Burks inherited 260 spaces and, when young men died of AIDS, she would smuggle their ashes into the graves.

“The first ones I did at night where no one would really notice me, and it might just look like I was there praying. I did that, and no one ever found out.”

She would often contact families of the young men, but almost always they weren’t interested in hearing about their sons or visiting them.

“It was almost like they were reading a script. They didn’t even want a call when they died, they didn’t want to know anything.”

Burks kept all her work a secret until her ex-husband died in 1986 because she was convinced she would lose custody of her daughter if it came out.

“There wasn’t a judge alive who wouldn’t have taken her away and given her custody to her daddy or anybody but me.”

She says that, far from being morose about having AIDS, the young men with her lived every day to its fullest and were convinced that a vaccine or cure was just around the corner.
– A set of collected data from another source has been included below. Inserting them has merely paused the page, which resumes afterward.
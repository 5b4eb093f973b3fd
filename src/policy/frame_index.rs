//! Ordered `(key, frame)` index shared by the keyed policies.

use std::collections::BTreeSet;

use crate::common::config::FIRST_FRAME;
use crate::common::FrameId;

/// One entry per frame, ordered by `(key, frame)`.
///
/// The current key of every frame is mirrored in `keys` so an entry can be
/// found and removed in O(log F) without knowing which page owns the frame.
/// Keys are never changed in place: [`rekey`](Self::rekey) removes the old
/// entry and inserts a new one.
///
/// Among entries with equal keys the smallest frame id is always picked,
/// whether the policy wants the minimum or the maximum key.
#[derive(Debug)]
pub struct FrameIndex<K: Ord + Copy> {
    /// `(key, frame)` pairs in ascending order.
    order: BTreeSet<(K, FrameId)>,

    /// Current key of each frame, indexed by frame number.
    keys: Vec<K>,
}

impl<K: Ord + Copy> FrameIndex<K> {
    /// Create an index holding frames `1..=frames`, all keyed `initial`.
    pub fn new(frames: usize, initial: K) -> Self {
        let order = (FIRST_FRAME..FIRST_FRAME + frames)
            .map(|f| (initial, FrameId::new(f)))
            .collect();

        Self {
            order,
            keys: vec![initial; frames + FIRST_FRAME],
        }
    }

    /// Replace the key of `frame`.
    pub fn rekey(&mut self, frame: FrameId, key: K) {
        let old = self.keys[frame.0];
        let removed = self.order.remove(&(old, frame));
        debug_assert!(removed, "{} missing from the frame index", frame);

        self.keys[frame.0] = key;
        self.order.insert((key, frame));
    }

    /// Current key of `frame`.
    #[inline]
    pub fn key(&self, frame: FrameId) -> K {
        self.keys[frame.0]
    }

    /// Frame with the smallest key.
    pub fn min_frame(&self) -> Option<FrameId> {
        self.order.first().map(|&(_, frame)| frame)
    }

    /// Frame with the largest key, smallest frame id among equals.
    pub fn max_frame(&self) -> Option<FrameId> {
        let &(max_key, _) = self.order.last()?;
        self.order
            .range((max_key, FrameId::new(0))..)
            .next()
            .map(|&(_, frame)| frame)
    }

    #[cfg(test)]
    fn len(&self) -> usize {
        self.order.len()
    }

    #[cfg(test)]
    fn is_empty(&self) -> bool {
        self.order.is_empty()
    }
}

#[cfg(test)]
mod tests {
    use super::*;

    #[test]
    fn test_initial_ties_pick_lowest_frame() {
        let index = FrameIndex::new(3, 0usize);
        assert_eq!(index.len(), 3);
        assert_eq!(index.min_frame(), Some(FrameId::new(1)));
        assert_eq!(index.max_frame(), Some(FrameId::new(1)));
    }

    #[test]
    fn test_rekey_moves_entry() {
        let mut index = FrameIndex::new(3, 0usize);

        index.rekey(FrameId::new(1), 5);
        index.rekey(FrameId::new(2), 9);

        assert_eq!(index.len(), 3);
        assert_eq!(index.key(FrameId::new(2)), 9);
        assert_eq!(index.min_frame(), Some(FrameId::new(3)));
        assert_eq!(index.max_frame(), Some(FrameId::new(2)));
    }

    #[test]
    fn test_max_ties_pick_lowest_frame() {
        let mut index = FrameIndex::new(4, 0usize);
        index.rekey(FrameId::new(4), 7);
        index.rekey(FrameId::new(2), 7);
        index.rekey(FrameId::new(3), 7);

        assert_eq!(index.max_frame(), Some(FrameId::new(2)));
    }

    #[test]
    fn test_option_keys_order_none_first() {
        let mut index: FrameIndex<Option<usize>> = FrameIndex::new(2, None);
        index.rekey(FrameId::new(1), Some(0));

        assert_eq!(index.min_frame(), Some(FrameId::new(2)));
    }

    #[test]
    fn test_empty_index() {
        let index = FrameIndex::new(0, 0usize);
        assert!(index.is_empty());
        assert_eq!(index.min_frame(), None);
        assert_eq!(index.max_frame(), None);
    }
}
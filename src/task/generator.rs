//! Random access sequences.

use rand::distributions::{Distribution, Uniform};
use rand::Rng;

use crate::common::config::FIRST_PAGE;
use crate::common::PageId;

/// Draw `len` pages uniformly from `1..=pages`.
///
/// # Panics
/// Panics if `pages` is 0.
pub fn generate_access_sequence<R: Rng + ?Sized>(
    pages: usize,
    len: usize,
    rng: &mut R,
) -> Vec<PageId> {
    assert!(pages > 0, "pages must be > 0");

    let between = Uniform::new_inclusive(FIRST_PAGE, pages);
    (0..len).map(|_| PageId::new(between.sample(rng))).collect()
}

#[cfg(test)]
mod tests {
    use super::*;
    use rand::rngs::StdRng;
    use rand::SeedableRng;

    #[test]
    fn test_generated_pages_in_range() {
        let mut rng = StdRng::seed_from_u64(7);
        let seq = generate_access_sequence(4, 500, &mut rng);

        assert_eq!(seq.len(), 500);
        assert!(seq.iter().all(|p| (1..=4).contains(&p.0)));
    }

    #[test]
    fn test_same_seed_same_sequence() {
        let a = generate_access_sequence(10, 50, &mut StdRng::seed_from_u64(42));
        let b = generate_access_sequence(10, 50, &mut StdRng::seed_from_u64(42));
        assert_eq!(a, b);
    }

    #[test]
    fn test_single_page() {
        let mut rng = StdRng::seed_from_u64(1);
        let seq = generate_access_sequence(1, 20, &mut rng);
        assert!(seq.iter().all(|p| p.0 == 1));
    }

    #[test]
    #[should_panic(expected = "pages must be > 0")]
    fn test_zero_pages_panics() {
        let mut rng = StdRng::seed_from_u64(1);
        generate_access_sequence(0, 1, &mut rng);
    }
}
“They would take their AZT [AIDS medication] until the day they died because they just knew the day after tomorrow, there would be a cure.”

Burks’ father died when she was young and her mother was abusive and difficult. Her marriage was also difficult. She says that, in a way, the young men gave her a family she hadn’t had before.

“My UK editor said the book was a love letter to my men, and it really is.”

Along with caring for men, Burks would go to gay clubs to do outreach on protective sex and would do HIV blood tests for young men. She says Arkansas had made it illegal to do anonymous testing for HIV, but she realised there was no penalty for it.

“I thought, that’s fine, so I’d send it in with Nancy and Ronald Reagan’s names who’d completely ignored that AIDS pandemic and let it become what it is today. The director of the health department called me, just screaming at me saying, how dare you put Ronald and Nancy Reagan down, I don’t wanna see their names and birthday’s down again.”

Following that, she put her own name down and every test and he called again saying he didn’t want to see her name on anymore tests.

“So, the next week, I put his name and social security number down and, when he called, I said how do you want it? I’m gonna test these people and this is the only way they’re going to get tested and you know that as a gay man, so you just tell me how you want it, your name every time, or Nancy Reagan every time. He knew he couldn’t do anything.”

With life-extending and life-saving drugs being introduced, Burks says she’s thankfully no longer needed to care of these men. Today, she’s planning a memorial for the cemetery where she buried so many of the men and says she looks back on the time with pride.

“I’m very proud of what I did and I’m very proud of my men and how gallant they were.”